Modeling - TAS Taipei iGEM Wiki





Modeling

Abstract

We answer two questions: How much GSR to maintain in the lens, and how to maintain that amount? We find the amount of GSR needed in the lens (Model 2) to limit crystallin damage so the resulting cataract is less than LOCS 2.5 (Model 1). Then, we find the optimal design of eyedrops (Model 4) and nanoparticles that will maintain this amount of GSR in the lens (Model 3). These models allow our team to understand the impact of adding GSR-loaded nanoparticles into the lens, and to design a full treatment plan on how to prevent and treat cataracts.

Achievements

  • Designed a simple calculator to find amount of GSR or 25HC eyedrops needed for a patient's LOCS score.
  • Bridged the gap between the medical, biological, and chemical measurement of crystallin damage.
  • Predicted impact of adding GSR and 25HC on the amount of crystallin damage in the lens.
  • Created Nanoparticle Customizer for doctors to find a full treatment plan.
  • Generalized our Customizer to allow other iGEM teams who wish to use nanoparticle drug delivery
  • Analyzed sensitivity of prototype, and suggested insights into optimal manufacturing and clinical use of our prototype.
  • Used Experimental data to develop Models 1 and 3.

Outline

Introduction

Why Model?

In the lab, biologists are often unable to test everything experimentally. For example, in our cataracts project, cataract prevention occurs in the long-term, from 20-50 years. Obviously, although short experiments can provide us an idea of what prevention may look like, the power of computational biology allows us to model into the future. As a result, our modeling has been crucial in developing a prototype.

Focus

Most iGEM teams perform modeling on gene expression, which we accomplish in model 5. However, as our construct is not directly placed into the eyes, how our synthesized protein impacts the eyes after it is seperately transported is much more interesting. As a result, we spent the majority of our models on understanding the impacts on the eye.

Guiding Questions

  1. How much GSR do we want inside the lens?
  2. How do we use nanoparticles to control the amount of GSR in the lens?
  3. How do we synthesize GSR, package into NP, and send it into the eye?

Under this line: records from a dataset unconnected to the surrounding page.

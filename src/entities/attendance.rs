//! Attendance entity - one check-in/check-out pair per employee per day.

use sea_orm::entity::prelude::*;
use serde::{Deserialize, Serialize};

/// Attendance database model
#[derive(Clone, Debug, PartialEq, DeriveEntityModel, Serialize, Deserialize)]
#[sea_orm(table_name = "attendances")]
pub struct Model {
    /// Unique identifier for the record
    #[sea_orm(primary_key)]
    pub id: i64,
    /// Owning outlet
    pub outlet_id: i64,
    /// Employee who attended
    pub employee_id: i64,
    /// Shift date (the check-in date for overnight shifts)
    pub date: Date,
    /// Clock-in time
    pub check_in_time: Option<Time>,
    /// Clock-out time; earlier than check-in means the shift crossed midnight
    pub check_out_time: Option<Time>,
    /// Hours between check-in and check-out, 2 decimal places
    pub hours_worked: f64,
    /// Free-form notes
    pub notes: Option<String>,
}

/// Defines relationships between Attendance and other entities
#[derive(Copy, Clone, Debug, EnumIter, DeriveRelation)]
pub enum Relation {
    /// Each record belongs to one employee
    #[sea_orm(
        belongs_to = "super::employee::Entity",
        from = "Column::EmployeeId",
        to = "super::employee::Column::Id"
    )]
    Employee,
}

impl Related<super::employee::Entity> for Entity {
    fn to() -> RelationDef {
        Relation::Employee.def()
    }
}

impl ActiveModelBehavior for ActiveModel {}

Model 1: Crystallin Damage

Abstract

In our experiments, absorbance measurements are meaningless without understanding how severe a cataract that absorbance measurement means. We use literature research to relate LOCS, the physician's scale of cataract severity) to absorbance, which is how we quantified crystallin damage in experiments. We use experimental data to understand how crystallin damage can be quantified by measuring absorbance. With this model, we can calculate how much crystallin damage we have to limit to reduce LOCS to an acceptable level.

Purpose

How much do we need to limit crystallin damage so surgery is not needed?

Measurement of Cataract Severity

There are four ways of measuring cataract severity, each used for a different purpose.

  1. Lens Optical Cataract Scale (LOCS): Physicians use this scale, from 0 – 6, to grade the severity of cataracts.
  2. Opacity (%): This is the physical, quantitative property of the LOC scale.
  3. Absorbance at 397.5 nm: This is the experimental method, used by our team in the lab (c.d.).
  4. Crystallin Damage: This is a chemical definition. We quantify cataract severity as a function of how much oxidizing agents there are, as well as how long crystalline is exposed to oxidizing agents. We define 1 crystallin damage unit as the damage done to human crystallin when exposed to 1 M hydrogen peroxide, the main oxidizing agent, for 1 hour.

<

We use the unit of crystallin damage to connect cataract severity with the amount of GSR we add (in Model 2). We want to lower c.d. below so that the resulting cataract is of LOCS 2.5. For the rest of the model, our task is simple: relate each point of the LOCS scale to c.d., in order to connect to Model 2.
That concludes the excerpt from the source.